*** Opening Data for review ***
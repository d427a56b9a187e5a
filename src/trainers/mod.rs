//! Trainer strategies
//!
//! A [`TrainerKind`] names one learner together with its calibration
//! capability and the metric its importance ranking sorts by. One generic
//! [`TrainerStrategy`] runs any kind through fit, evaluation, persistence
//! and importance.

mod model;
mod strategy;

pub use model::{predictions_from, FittedModel, Prediction};
pub use strategy::{run_batch, EvaluationOutcome, ProcessOutcome, ProcessStage, TrainerStrategy};

use crate::error::{CreditScoreError, Result};
use crate::evaluation::Metric;
use crate::training::{
    AveragedPerceptron, GaussianNaiveBayes, GradientBoostingClassifier, GradientBoostingConfig,
    LbfgsLogisticRegression, LinearSvm, PegasosConfig, Predictor, PriorClassifier, RandomForest,
    SdcaClassifier, SdcaConfig, SdcaLoss, SgdClassifier, SgdConfig, SgdLoss,
};
use serde::{Deserialize, Serialize};
use std::fmt;
use std::str::FromStr;

/// Every learner the harness can dispatch to
#[derive(Debug, Clone, Copy, PartialEq, Eq, Hash, Serialize, Deserialize)]
pub enum TrainerKind {
    FastTree,
    FastForest,
    SgdCalibrated,
    SgdNonCalibrated,
    LinearSvm,
    AveragedPerceptron,
    LbfgsLogisticRegression,
    SdcaLogisticRegression,
    SdcaNonCalibrated,
    NaiveBayes,
    Prior,
}

impl TrainerKind {
    pub const ALL: [TrainerKind; 11] = [
        TrainerKind::FastTree,
        TrainerKind::FastForest,
        TrainerKind::SgdCalibrated,
        TrainerKind::SgdNonCalibrated,
        TrainerKind::LinearSvm,
        TrainerKind::AveragedPerceptron,
        TrainerKind::LbfgsLogisticRegression,
        TrainerKind::SdcaLogisticRegression,
        TrainerKind::SdcaNonCalibrated,
        TrainerKind::NaiveBayes,
        TrainerKind::Prior,
    ];

    pub fn name(&self) -> &'static str {
        match self {
            TrainerKind::FastTree => "FastTree",
            TrainerKind::FastForest => "FastForest",
            TrainerKind::SgdCalibrated => "SgdCalibrated",
            TrainerKind::SgdNonCalibrated => "SgdNonCalibrated",
            TrainerKind::LinearSvm => "LinearSvm",
            TrainerKind::AveragedPerceptron => "AveragedPerceptron",
            TrainerKind::LbfgsLogisticRegression => "LbfgsLogisticRegression",
            TrainerKind::SdcaLogisticRegression => "SdcaLogisticRegression",
            TrainerKind::SdcaNonCalibrated => "SdcaNonCalibrated",
            TrainerKind::NaiveBayes => "NaiveBayes",
            TrainerKind::Prior => "Prior",
        }
    }

    /// Whether the learner emits a probability. Selects the evaluation path.
    pub fn calibrated(&self) -> bool {
        matches!(
            self,
            TrainerKind::FastTree
                | TrainerKind::SgdCalibrated
                | TrainerKind::LbfgsLogisticRegression
                | TrainerKind::SdcaLogisticRegression
                | TrainerKind::Prior
        )
    }

    /// Metric the importance ranking is ordered by
    pub fn importance_metric(&self) -> Metric {
        match self {
            TrainerKind::FastTree | TrainerKind::SdcaLogisticRegression => Metric::Auc,
            _ => Metric::Accuracy,
        }
    }

    /// Unfitted learner with its default hyperparameters, seeded
    pub fn build_predictor(&self, seed: u64) -> Predictor {
        match self {
            TrainerKind::FastTree => Predictor::FastTree(GradientBoostingClassifier::new(
                GradientBoostingConfig {
                    random_state: seed,
                    ..GradientBoostingConfig::default()
                },
            )),
            TrainerKind::FastForest => {
                Predictor::FastForest(RandomForest::new(100).with_random_state(seed))
            }
            TrainerKind::SgdCalibrated => {
                Predictor::Sgd(SgdClassifier::new(SgdConfig::default().with_random_state(seed)))
            }
            TrainerKind::SgdNonCalibrated => Predictor::Sgd(SgdClassifier::new(
                SgdConfig::default()
                    .with_loss(SgdLoss::Hinge)
                    .with_random_state(seed),
            )),
            TrainerKind::LinearSvm => Predictor::LinearSvm(LinearSvm::new(PegasosConfig {
                random_state: seed,
                ..PegasosConfig::default()
            })),
            TrainerKind::AveragedPerceptron => {
                Predictor::AveragedPerceptron(AveragedPerceptron::new(10).with_random_state(seed))
            }
            TrainerKind::LbfgsLogisticRegression => {
                Predictor::Lbfgs(LbfgsLogisticRegression::default())
            }
            TrainerKind::SdcaLogisticRegression => {
                Predictor::Sdca(SdcaClassifier::new(SdcaConfig::default().with_random_state(seed)))
            }
            TrainerKind::SdcaNonCalibrated => Predictor::Sdca(SdcaClassifier::new(
                SdcaConfig::default()
                    .with_loss(SdcaLoss::Hinge)
                    .with_random_state(seed),
            )),
            TrainerKind::NaiveBayes => Predictor::NaiveBayes(GaussianNaiveBayes::new()),
            TrainerKind::Prior => Predictor::Prior(PriorClassifier::new()),
        }
    }
}

impl fmt::Display for TrainerKind {
    fn fmt(&self, f: &mut fmt::Formatter<'_>) -> fmt::Result {
        f.write_str(self.name())
    }
}

impl FromStr for TrainerKind {
    type Err = CreditScoreError;

    /// Exact, case-insensitive match on the trainer name
    fn from_str(s: &str) -> Result<Self> {
        let wanted = s.trim();
        TrainerKind::ALL
            .iter()
            .copied()
            .find(|k| k.name().eq_ignore_ascii_case(wanted))
            .ok_or_else(|| CreditScoreError::UnknownTrainer(s.to_string()))
    }
}

#[cfg(test)]
mod tests {
    use super::*;

    #[test]
    fn test_calibration_table() {
        let table = [
            ("FastTree", true, Metric::Auc),
            ("FastForest", false, Metric::Accuracy),
            ("SgdCalibrated", true, Metric::Accuracy),
            ("SgdNonCalibrated", false, Metric::Accuracy),
            ("LinearSvm", false, Metric::Accuracy),
            ("AveragedPerceptron", false, Metric::Accuracy),
            ("LbfgsLogisticRegression", true, Metric::Accuracy),
            ("SdcaLogisticRegression", true, Metric::Auc),
            ("SdcaNonCalibrated", false, Metric::Accuracy),
            ("NaiveBayes", false, Metric::Accuracy),
            ("Prior", true, Metric::Accuracy),
        ];
        assert_eq!(table.len(), TrainerKind::ALL.len());

        for (kind, (name, calibrated, metric)) in TrainerKind::ALL.iter().zip(table.iter()) {
            assert_eq!(kind.name(), *name);
            assert_eq!(kind.calibrated(), *calibrated, "{}", name);
            assert_eq!(kind.importance_metric(), *metric, "{}", name);
        }
    }

    #[test]
    fn test_names_round_trip() {
        for kind in TrainerKind::ALL {
            assert_eq!(kind.to_string().parse::<TrainerKind>().unwrap(), kind);
        }
        assert_eq!("fasttree".parse::<TrainerKind>().unwrap(), TrainerKind::FastTree);
    }

    #[test]
    fn test_unknown_trainer_is_an_error() {
        let err = "GradientDescentMagic".parse::<TrainerKind>().unwrap_err();
        assert!(matches!(err, CreditScoreError::UnknownTrainer(name) if name == "GradientDescentMagic"));
    }

    #[test]
    fn test_prior_builds_prior_learner() {
        assert!(matches!(
            TrainerKind::Prior.build_predictor(1),
            Predictor::Prior(_)
        ));
    }
}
*** Closing Data for review ***
**Task instructions**
In the records above, find each line that mentions the string "SgdConfig", then copy it.

**Output**
    SdcaClassifier, SdcaConfig, SdcaLoss, SgdClassifier, SgdConfig, SgdLoss,
                Predictor::Sgd(SgdClassifier::new(SgdConfig::default().with_random_state(seed)))
                SgdConfig::default()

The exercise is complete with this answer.